[Opening Data to process section]

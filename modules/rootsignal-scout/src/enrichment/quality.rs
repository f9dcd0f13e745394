use rootsignal_common::{ExtractionQuality, GeoAccuracy, Node};

/// Compute extraction quality for a signal node.
pub fn score(node: &Node) -> ExtractionQuality {
    let meta = match node.meta() {
        Some(m) => m,
        None => {
            return ExtractionQuality {
                actionable: false,
                has_location: false,
                has_action_url: false,
                has_timing: false,

                geo_accuracy: GeoAccuracy::Low,
                completeness: 0.0,
                confidence: 0.0,
            };
        }
    };

    let has_location = meta.location.is_some();
    let geo_accuracy = match meta.location {
        Some(ref loc) => match loc.precision {
            rootsignal_common::GeoPrecision::Exact => GeoAccuracy::High,
            rootsignal_common::GeoPrecision::Neighborhood => GeoAccuracy::Medium,
            _ => GeoAccuracy::Low,
        },
        None => GeoAccuracy::Low,
    };

    let (has_action_url, has_timing) = match node {
        Node::Gathering(e) => {
            let has_real_url = !e.action_url.is_empty() && e.action_url != meta.source_url;
            let has_real_timing = e.starts_at.is_some();
            (has_real_url, has_real_timing)
        }
        Node::Aid(g) => (!g.action_url.is_empty(), g.is_ongoing),
        Node::Need(a) => (a.action_url.is_some(), false),
        Node::Notice(_) => (false, false),
        Node::Tension(_) => (false, false),
        Node::Evidence(_) => (false, false),
    };

    let actionable = matches!(node, Node::Notice(_))
        || (has_action_url
            && (has_timing
                || matches!(node, Node::Aid(g) if g.is_ongoing)
                || matches!(node, Node::Need(_))));

    // Completeness: fraction of *applicable* optional fields populated.
    // Always-present fields (title, summary, signal_type) are prerequisites, not differentiators.
    // Denominator varies by node type so Notice/Tension aren't penalized for fields they can't have.
    let (optional_filled, optional_total) = match node {
        Node::Gathering(_) => {
            // location, action_url, timing
            let filled = has_location as u8 + has_action_url as u8 + has_timing as u8;
            (filled, 3u8)
        }
        Node::Aid(_) => {
            // location, action_url, is_ongoing
            let filled = has_location as u8 + has_action_url as u8 + has_timing as u8;
            (filled, 3)
        }
        Node::Need(_) => {
            // location, action_url
            let filled = has_location as u8 + has_action_url as u8;
            (filled, 2)
        }
        Node::Notice(_) | Node::Tension(_) => {
            // location only
            (has_location as u8, 1)
        }
        Node::Evidence(_) => (0, 0),
    };
    let completeness = if optional_total > 0 {
        optional_filled as f32 / optional_total as f32
    } else {
        0.0
    };

    // Confidence: completeness and geo quality, equally weighted.
    // Freshness is always 1.0 at extraction time (no discrimination), so it's excluded here.
    // Apply freshness as a time-based decay multiplier separately if needed.
    let geo_score = match geo_accuracy {
        GeoAccuracy::High => 1.0_f32,
        GeoAccuracy::Medium => 0.7,
        GeoAccuracy::Low => 0.3,
    };
    let confidence = completeness * 0.5 + geo_score * 0.5;

    ExtractionQuality {
        actionable,
        has_location,
        has_action_url,
        has_timing,
        geo_accuracy,
        completeness,
        confidence: confidence.clamp(0.0, 1.0),
    }
}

[Closing Data to process section]

### Exercise details
Go through the entries above and count the lines with the word "Notice", then give only that number.

### Written answer
4